Kiel (ots) - Die Landespolizei Schleswig-Holstein hat in der 
vergangenen Woche einen besonderen Schwerpunkt der 
Verkehrssicherheitsarbeit auf die Überwachung der zulässigen 
Höchstgeschwindigkeiten und sogenannter Aggressionsdelikte, zum 
Beispiel Drängeln im Straßenverkehr, gesetzt.

   Dabei wurden im Laufe der Woche insgesamt 17.920 Tempoverstöße 
polizeilich festgestellt. Die Landespolizei sieht sich dadurch in 
ihrer Schwerpunktsetzung bestätigt:

   "Nicht angepasste und überhöhte Geschwindigkeit ist eine der 
Hauptunfallursachen. Außerdem spielt die Geschwindigkeit auch eine 
entscheidende Rolle bei der Schwere der Unfälle, die andere Ursachen 
haben. Wir stellen nach wie vor ein hohes Niveau bei der Anzahl der 
Geschwindigkeitsverstöße fest. Dementsprechend hoch ist der Bedarf an
fortwährender Geschwindigkeitsüberwachung", erklärte Axel Behrends, 
im Landespolizeiamt zuständig für die Verkehrssicherheitsarbeit.

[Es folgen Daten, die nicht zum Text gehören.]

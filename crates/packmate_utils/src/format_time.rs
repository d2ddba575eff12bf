const ONE_HOUR_MS: u64 = 60 * 60 * 1000;

/// Renders elapsed milliseconds as a zero-padded `MM:SS` stamp. Anything past
/// one hour saturates to the literal `HOURS`.
pub fn format_time(ms: u64) -> String {
  if ms > ONE_HOUR_MS {
    return "HOURS".to_string();
  }
  let minutes = ms / 1000 / 60;
  let seconds = (ms / 1000) % 60;
  format!("{minutes:02}:{seconds:02}")
}

#[cfg(test)]
mod tests {
  use super::format_time;

  #[test]
  fn zero_pads_minutes_and_seconds() {
    assert_eq!(format_time(0), "00:00");
    assert_eq!(format_time(999), "00:00");
    assert_eq!(format_time(1000), "00:01");
    assert_eq!(format_time(65_000), "01:05");
    assert_eq!(format_time(59 * 60 * 1000), "59:00");
  }

  #[test]
  fn saturates_past_one_hour() {
    assert_eq!(format_time(60 * 60 * 1000), "60:00");
    assert_eq!(format_time(60 * 60 * 1000 + 1), "HOURS");
    assert_eq!(format_time(u64::MAX), "HOURS");
  }
}
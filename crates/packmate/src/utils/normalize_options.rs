use packmate_common::{NormalizedPackmateOptions, PackmateOptions};

pub fn normalize_options(raw_options: PackmateOptions) -> NormalizedPackmateOptions {
  NormalizedPackmateOptions {
    logger: raw_options.logger.unwrap_or(true),
    asset: raw_options.asset.unwrap_or(true),
    stylus: raw_options.stylus.unwrap_or(false),
    pug: raw_options.pug.unwrap_or(false),
  }
}
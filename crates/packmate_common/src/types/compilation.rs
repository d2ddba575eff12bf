use arcstr::ArcStr;
use packmate_utils::indexmap::FxIndexMap;
use rustc_hash::FxHashMap;

use crate::{AssetStore, ChunkIdentity};

/// Marker prefixing numeric chunk ids in the hash cache (`c0`, `c17`, ...).
pub const CHUNK_ID_MARKER: char = 'c';

/// Mutable view of one emit cycle handed to plugin hooks.
#[derive(Debug, Default)]
pub struct Compilation {
  pub records: CompilationRecords,
  pub assets: AssetStore,
}

/// By-name chunk registry and content-hash cache of the host compilation.
#[derive(Debug, Default)]
pub struct CompilationRecords {
  /// Numeric chunk ids keyed by chunk name, in chunk creation order.
  pub chunk_ids_by_name: FxIndexMap<ArcStr, u32>,
  /// Content hashes keyed by marker-formatted chunk id.
  pub chunk_hashes: FxHashMap<String, ArcStr>,
}

impl CompilationRecords {
  /// Resolves a chunk name to its identity tuple. `None` when the name is
  /// unknown or no hash has been recorded for its id yet.
  pub fn chunk_identity(&self, name: &str) -> Option<ChunkIdentity> {
    let id = format!("{CHUNK_ID_MARKER}{}", self.chunk_ids_by_name.get(name)?);
    let hash = self.chunk_hashes.get(&id)?.clone();
    Some(ChunkIdentity { id, hash })
  }
}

   Bei vergangenen Kontrollaktionen im Frühjahr 2015 und 2016 waren 
rund 18.000 bzw. 13.500 Verstöße festgestellt worden.

   Anders als in den vergangenen Jahren erfolgten die Kontrollen 
diesmal ohne einen medienwirksamen "Blitzmarathon" an einem 
konzentrierten Kontrolltag:  "Wir haben das bewusst entzerrt und 
flexibel gestaltet. Die Polizeidirektionen haben im Rahmen der 
Verfügbarkeit die Kontrolltätigkeiten mit den Überwachungsanlagen 
verstärkt. Diese TISPOL-Aktion ist europaweit abgestimmt gewesen", 
erklärte Behrends.

   Im vergangenen Jahr starben auf den Straßen Schleswig-Holsteins 
insgesamt 114 Menschen, über 16.000 sind verletzt worden. Das Ziel 
der Kontrollmaßnahmen der Landespolizei ist es, die 
Hauptunfallursache nicht angepasste  bzw. überhöhte Geschwindigkeit 
zu bekämpfen und das Geschwindigkeitsniveau insgesamt zu senken.

   Zum Hintergrund von TISPOL: TISPOL (Traffic Information System 
Police) wurde durch die Verkehrspolizeien Europas gegründet, um die 
Verkehrssicherheit und Strafverfolgung europaweit zu verbessern. Das 
Hauptziel von TISPOL ist die Reduzierung der Anzahl der Getöteten und
Schwerverletzten auf Europas Straßen. Die ständigen Schwerpunktthemen
sind u.a. Geschwindigkeit, Sicherheitsgurt,  Alkohol und Drogen und 
auch der gewerbliche Güter- / Personenverkehr.